9. GeorgeFitzGerald

George FitzGerald rubs his head vigorously. This is a vain attempt to rustle up some coherency as FitzGerald is still foggy after his Saturday DJ set at Brooklyn’s dance hotspot, Verboten, two nights ago—a party that carried on until 1am on Sunday for FitzGerald and friends. This is the last hurrah of his two-week North American tour, which after a six-day break picks up again for a month around Europe. He may be bleary-eyed, but FitzGerald is in good spirits, with grins escaping his countenance at regular intervals.

FitzGerald should be grinning. Things are going extremely well for the British-born, German-based DJ/producer who has made his way up the ranks of the international dance music cognoscenti within a handful of years. Starting in the dubstep and UK garage world with releases on Scuba’s tastemaker hub, Hotflush Recordings, at the turn of the decade, FitzGerald switched styles, leaning towards the 4/4 beat for his releases on Will Saul and Fink’s experimental imprint, Aus Music. Throwing a monthly Man Make Music party from 2003 to 2008 in trendy East London, FitzGerald’s label of the same name grew out of the event, and eventually became the only remnant of the legendary night. It was his sparkling Child EP on Aus and its moody shuffler of a title track that transitioned FitzGerald into the upper echelons of dance producers.

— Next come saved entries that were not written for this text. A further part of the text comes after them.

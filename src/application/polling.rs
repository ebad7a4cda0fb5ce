use std::time::Duration;

/// Bounds for a polling loop: backoff doubles from `initial_interval` up to
/// `max_interval`, and the whole wait is capped by `wait_budget`.
#[derive(Debug, Clone, Copy, PartialEq, Eq)]
pub struct PollingPolicy {
    pub initial_interval: Duration,
    pub max_interval: Duration,
    pub wait_budget: Duration,
}

impl PollingPolicy {
    pub const fn new(
        initial_interval: Duration,
        max_interval: Duration,
        wait_budget: Duration,
    ) -> Self {
        Self {
            initial_interval,
            max_interval,
            wait_budget,
        }
    }

    pub fn transcription_default() -> Self {
        Self::new(
            Duration::from_secs(2),
            Duration::from_secs(30),
            Duration::from_secs(300),
        )
    }

    pub fn video_default() -> Self {
        Self::new(
            Duration::from_secs(3),
            Duration::from_secs(30),
            Duration::from_secs(600),
        )
    }

    pub fn next_interval(&self, current: Duration) -> Duration {
        (current * 2).min(self.max_interval)
    }
}
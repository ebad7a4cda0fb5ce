use serde::Deserialize;
use std::time::Duration;

use crate::application::catalog::{CatalogError, ProviderCatalog};
use crate::application::polling::PollingPolicy;
use crate::domain::{Candidate, Capability};

#[derive(Debug, Clone, Deserialize)]
pub struct Settings {
    pub storage: StorageSettings,
    pub generation: GenerationSettings,
    pub translation: TranslationSettings,
    pub transcription: TranscriptionSettings,
    pub video: VideoSettings,
    pub logging: LoggingSettings,
}

impl Settings {
    /// Builds the immutable per-capability candidate catalog. An empty
    /// candidate list is a startup-fatal configuration error.
    pub fn provider_catalog(&self) -> Result<ProviderCatalog, CatalogError> {
        let candidates = self
            .generation
            .candidates
            .iter()
            .enumerate()
            .map(|(index, c)| Candidate::new(&c.model_id, &c.region, index as u8))
            .collect();

        ProviderCatalog::builder()
            .register(Capability::ContentGeneration, candidates)
            .build()
    }
}

#[derive(Debug, Clone, Deserialize)]
pub struct StorageSettings {
    pub provider: StorageProviderSetting,
    #[serde(default = "default_bucket")]
    pub bucket: String,
    #[serde(default = "default_storage_region")]
    pub region: String,
    #[serde(default = "default_local_path")]
    pub local_path: String,
}

#[derive(Debug, Clone, Copy, Deserialize)]
#[serde(rename_all = "lowercase")]
pub enum StorageProviderSetting {
    S3,
    Local,
    Memory,
}

#[derive(Debug, Clone, Deserialize)]
pub struct GenerationSettings {
    #[serde(default = "GenerationSettings::default_candidates")]
    pub candidates: Vec<CandidateSetting>,
    #[serde(default = "default_max_prompt_chars")]
    pub max_prompt_chars: usize,
    #[serde(default = "default_max_tokens")]
    pub max_tokens: u32,
    #[serde(default = "default_temperature")]
    pub temperature: f32,
    /// Serve generation from the deterministic offline stub instead of the
    /// real model backend.
    #[serde(default)]
    pub offline_stub: bool,
}

#[derive(Debug, Clone, Deserialize)]
pub struct CandidateSetting {
    pub model_id: String,
    pub region: String,
}

impl GenerationSettings {
    /// Default model preference order: DeepSeek first, then Nova, Llama,
    /// Claude, and Titan as the basic fallback, with regional alternates for
    /// the most widely available model last.
    pub fn default_candidates() -> Vec<CandidateSetting> {
        let us_east = [
            "deepseek.deepseek-v2-5-chat-v1:0",
            "deepseek.deepseek-coder-v2-instruct-v1:0",
            "amazon.nova-micro-v1:0",
            "amazon.nova-lite-v1:0",
            "amazon.nova-pro-v1:0",
            "meta.llama3-2-3b-instruct-v1:0",
            "meta.llama3-1-8b-instruct-v1:0",
            "anthropic.claude-3-5-sonnet-20241022-v2:0",
            "anthropic.claude-3-haiku-20240307-v1:0",
            "amazon.titan-text-express-v1",
        ];
        let mut candidates: Vec<CandidateSetting> = us_east
            .iter()
            .map(|model_id| CandidateSetting {
                model_id: model_id.to_string(),
                region: "us-east-1".to_string(),
            })
            .collect();
        for region in ["us-west-2", "ap-southeast-1"] {
            candidates.push(CandidateSetting {
                model_id: "anthropic.claude-3-haiku-20240307-v1:0".to_string(),
                region: region.to_string(),
            });
        }
        candidates
    }
}

#[derive(Debug, Clone, Deserialize)]
pub struct TranslationSettings {
    #[serde(default = "default_translation_endpoint")]
    pub endpoint: String,
    pub api_key: String,
    /// Register AWS Translate as the alternate engine for transient
    /// failures of the primary.
    #[serde(default)]
    pub enable_aws_alternate: bool,
    #[serde(default = "default_translate_region")]
    pub aws_region: String,
}

#[derive(Debug, Clone, Deserialize)]
pub struct TranscriptionSettings {
    #[serde(default = "default_transcribe_region")]
    pub region: String,
    #[serde(default = "default_transcribe_language")]
    pub default_language: String,
    #[serde(default = "PollingSettings::transcription_default")]
    pub polling: PollingSettings,
}

#[derive(Debug, Clone, Deserialize)]
pub struct VideoSettings {
    #[serde(default = "default_video_base_url")]
    pub base_url: String,
    pub api_key: String,
    #[serde(default = "PollingSettings::video_default")]
    pub polling: PollingSettings,
}

#[derive(Debug, Clone, Copy, Deserialize)]
pub struct PollingSettings {
    pub initial_interval_secs: u64,
    pub max_interval_secs: u64,
    pub wait_budget_secs: u64,
}

impl PollingSettings {
    pub fn transcription_default() -> Self {
        Self {
            initial_interval_secs: 2,
            max_interval_secs: 30,
            wait_budget_secs: 300,
        }
    }

    pub fn video_default() -> Self {
        Self {
            initial_interval_secs: 3,
            max_interval_secs: 30,
            wait_budget_secs: 600,
        }
    }

    pub fn policy(&self) -> PollingPolicy {
        PollingPolicy::new(
            Duration::from_secs(self.initial_interval_secs),
            Duration::from_secs(self.max_interval_secs),
            Duration::from_secs(self.wait_budget_secs),
        )
    }
}

#[derive(Debug, Clone, Deserialize)]
pub struct LoggingSettings {
    #[serde(default = "default_log_level")]
    pub level: String,
    #[serde(default)]
    pub enable_json: bool,
}

fn default_bucket() -> String {
    "lipsync-temp-media".to_string()
}

fn default_storage_region() -> String {
    "ap-southeast-1".to_string()
}

fn default_local_path() -> String {
    "./staging".to_string()
}

fn default_max_prompt_chars() -> usize {
    4000
}

fn default_max_tokens() -> u32 {
    500
}

fn default_temperature() -> f32 {
    0.7
}

fn default_translation_endpoint() -> String {
    crate::infrastructure::translation::DEFAULT_ENDPOINT.to_string()
}

fn default_translate_region() -> String {
    "us-east-1".to_string()
}

fn default_transcribe_region() -> String {
    "ap-southeast-1".to_string()
}

fn default_transcribe_language() -> String {
    "en-US".to_string()
}

fn default_video_base_url() -> String {
    crate::infrastructure::video::DEFAULT_BASE_URL.to_string()
}

fn default_log_level() -> String {
    "info".to_string()
}
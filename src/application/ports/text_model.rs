use async_trait::async_trait;

use crate::domain::{Candidate, ClassifyFailure, FailureClass};

#[derive(Debug, Clone)]
pub struct GenerationRequest {
    pub system_prompt: String,
    pub prompt: String,
    pub max_tokens: u32,
    pub temperature: f32,
}

/// A text model invoked on behalf of one specific candidate. The caller owns
/// candidate ordering and failover; implementations only talk to the model
/// the candidate names.
#[async_trait]
pub trait TextModelBackend: Send + Sync {
    async fn invoke(
        &self,
        candidate: &Candidate,
        request: &GenerationRequest,
    ) -> Result<String, TextModelError>;
}

#[derive(Debug, thiserror::Error)]
pub enum TextModelError {
    #[error("model unavailable: {0}")]
    Unavailable(String),
    #[error("model rejected the request: {0}")]
    RejectedInput(String),
    #[error("access denied: {0}")]
    AccessDenied(String),
    #[error("invalid response: {0}")]
    InvalidResponse(String),
}

impl ClassifyFailure for TextModelError {
    fn class(&self) -> FailureClass {
        match self {
            // An unparseable response is treated like an outage so the next
            // candidate still gets a chance.
            TextModelError::Unavailable(_) | TextModelError::InvalidResponse(_) => {
                FailureClass::TransientBackend
            }
            TextModelError::RejectedInput(_) => FailureClass::PermanentInput,
            TextModelError::AccessDenied(_) => FailureClass::PermanentAuth,
        }
    }
}
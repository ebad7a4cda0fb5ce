use std::path::PathBuf;
use std::sync::Arc;

use crate::application::ports::{ArtifactStore, ArtifactStoreError};
use crate::config::{StorageProviderSetting, StorageSettings};

use super::local_store::LocalArtifactStore;
use super::memory_store::InMemoryArtifactStore;
use super::s3_store::S3ArtifactStore;

pub struct ArtifactStoreFactory;

impl ArtifactStoreFactory {
    pub fn create(settings: &StorageSettings) -> Result<Arc<dyn ArtifactStore>, ArtifactStoreError> {
        match settings.provider {
            StorageProviderSetting::S3 => {
                let store = S3ArtifactStore::new(&settings.bucket, &settings.region)?;
                Ok(Arc::new(store))
            }
            StorageProviderSetting::Local => {
                let path = PathBuf::from(&settings.local_path);
                let store = LocalArtifactStore::new(path)?;
                Ok(Arc::new(store))
            }
            StorageProviderSetting::Memory => Ok(Arc::new(InMemoryArtifactStore::new())),
        }
    }
}
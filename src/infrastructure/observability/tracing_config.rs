use crate::config::{Environment, LoggingSettings};

/// Configuration for tracing initialization.
pub struct TracingConfig {
    pub environment: String,
    pub json_format: bool,
}

impl TracingConfig {
    pub fn from_settings(settings: &LoggingSettings, environment: Environment) -> Self {
        Self {
            environment: environment.to_string(),
            json_format: settings.enable_json || environment.default_json_logging(),
        }
    }
}

impl Default for TracingConfig {
    fn default() -> Self {
        Self {
            environment: std::env::var("APP_ENV").unwrap_or_else(|_| "development".to_string()),
            json_format: std::env::var("LOG_FORMAT")
                .map(|v| v.to_lowercase() == "json")
                .unwrap_or(false),
        }
    }
}
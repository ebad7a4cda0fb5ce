use std::future::Future;
use std::time::Instant;

use crate::domain::{AttemptOutcome, Candidate, ClassifyFailure, FailureClass, InvocationAttempt};

#[derive(Debug)]
pub struct FailoverSuccess<T> {
    pub value: T,
    pub served_by: Candidate,
    pub attempts: Vec<InvocationAttempt>,
}

#[derive(Debug, thiserror::Error)]
pub enum FailoverError<E> {
    #[error("all {} candidates failed transiently", .attempts.len())]
    AllCandidatesExhausted { attempts: Vec<InvocationAttempt> },
    #[error("candidate {candidate} failed: {error}")]
    Aborted {
        candidate: Candidate,
        class: FailureClass,
        error: E,
        attempts: Vec<InvocationAttempt>,
    },
}

/// Invokes `op` on each candidate in rank order. Transient-backend failures
/// advance to the next candidate; permanent-input and permanent-auth
/// failures abort immediately, since switching backend cannot fix a bad
/// input or a missing credential. Every invocation starts over from the
/// highest-rank candidate; there is no sticky last-successful-backend state.
pub async fn invoke_with_failover<T, E, F, Fut>(
    candidates: &[Candidate],
    mut op: F,
) -> Result<FailoverSuccess<T>, FailoverError<E>>
where
    E: ClassifyFailure + std::fmt::Display,
    F: FnMut(Candidate) -> Fut,
    Fut: Future<Output = Result<T, E>>,
{
    let mut attempts = Vec::with_capacity(candidates.len());

    for candidate in candidates {
        let started = Instant::now();
        match op(candidate.clone()).await {
            Ok(value) => {
                attempts.push(InvocationAttempt {
                    candidate: candidate.clone(),
                    outcome: AttemptOutcome::Succeeded,
                    latency: started.elapsed(),
                });
                return Ok(FailoverSuccess {
                    value,
                    served_by: candidate.clone(),
                    attempts,
                });
            }
            Err(error) => {
                let class = error.class();
                attempts.push(InvocationAttempt {
                    candidate: candidate.clone(),
                    outcome: AttemptOutcome::Failed {
                        class,
                        message: error.to_string(),
                    },
                    latency: started.elapsed(),
                });
                if class.is_retryable() {
                    tracing::warn!(
                        candidate = %candidate,
                        error = %error,
                        "candidate failed transiently, advancing to next"
                    );
                    continue;
                }
                return Err(FailoverError::Aborted {
                    candidate: candidate.clone(),
                    class,
                    error,
                    attempts,
                });
            }
        }
    }

    Err(FailoverError::AllCandidatesExhausted { attempts })
}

Right around this time he made his move to Berlin. FitzGerald had lived there previously, working as a translator. (He studied German at university.) Like so many before him and many since, that city’s famed den of dance music iniquity, Berghain, had an impact on FitzGerald. His next release, Needs You EP on Hypercolour, shows marked signs of dark sensuality.

“Berlin is where I got into house and techno,” says FitzGerald. “But the city is so different from the place I moved to 10 years ago. It was completely open. You could do whatever you wanted. It’s still quite relaxed, much more chilled out than London, with more space, and a lot cheaper.”

FitzGerald is changing right along with his surroundings. His debut album, Fading Love—almost two years in the making—is released on powerhouse independent Domino Records’ Double Six imprint. Wholly written in Berlin, Fading Love is a beautiful, considered piece of emotionally-driven electronic songs with features from Boxed In and Lawrence Hart. Not one song track from Fading Love would fit into FitzGerald’s driving DJ sets at a club—although they would sit nicely in the unmixed portion of his two-hour monthly slot on the BBC’s Radio 1 Residency.

“It was quite a liberating thing to not make something strictly for DJing,” says FitzGerald of Fading Love. “I had done all I could do with straight up and down house and techno. It wasn’t interesting for me anymore to go down that orthodox route. I was starting to get a bit frustrated with how limited that felt. Especially with an album, I wanted to do something less clubby and superficial and with more depth.”

No fans have been sacrificed with the release of Fading Love. In fact, FitzGerald’s crowd is happy to hear songs from the album embedded into his club sets. FitzGerald, however, only feels comfortable starting or ending a set with the original version of the material on Fading Love. In fact, he purposely stays away from samples and chooses vocalists that aren’t in the traditional soul or R&B vein towards which dance music tends to gravitate. FitzGerald doesn’t sing on the album himself either, although he did on “Magnetic”, his last release prior to that of Fading Love. The aforementioned Hart—although inherently soulful, has a wonderfully mournful quality to his voice that rhythmically matches FitzGerald’s production perfectly. Boxed In’s Oli Bayston, who coos over the unrestrained album opener, “About Time”, and the irresistible first single, “Full Circle”, comes from an indie background and is a great foil for FitzGerald’s move into the songwriting realm.

“[Bayston] has exactly the right sound,” says FitzGerald. “We are on a similar wavelength. He’s got an electronic side to his music, not all of which you can hear on his album, and he was coming towards where I was. I was moving in his direction. We met in the middle and it worked really well.”

FitzGerald is also moving in another direction: away from DJing and towards production. While this is a very slow progression, last year FitzGerald sidestepped into the producer-only role with his razor-sharp work on Katy B’s bouncy “I Like You”. The saucy singer’s girl-next-door vibe appeals to FitzGerald, but he projects his future as a producer more in the band realm than in that of pop music.

“I started out as a DJ as a teenager,” says FitzGerald. “I want to end as a producer, not DJing, and only being in the studio.”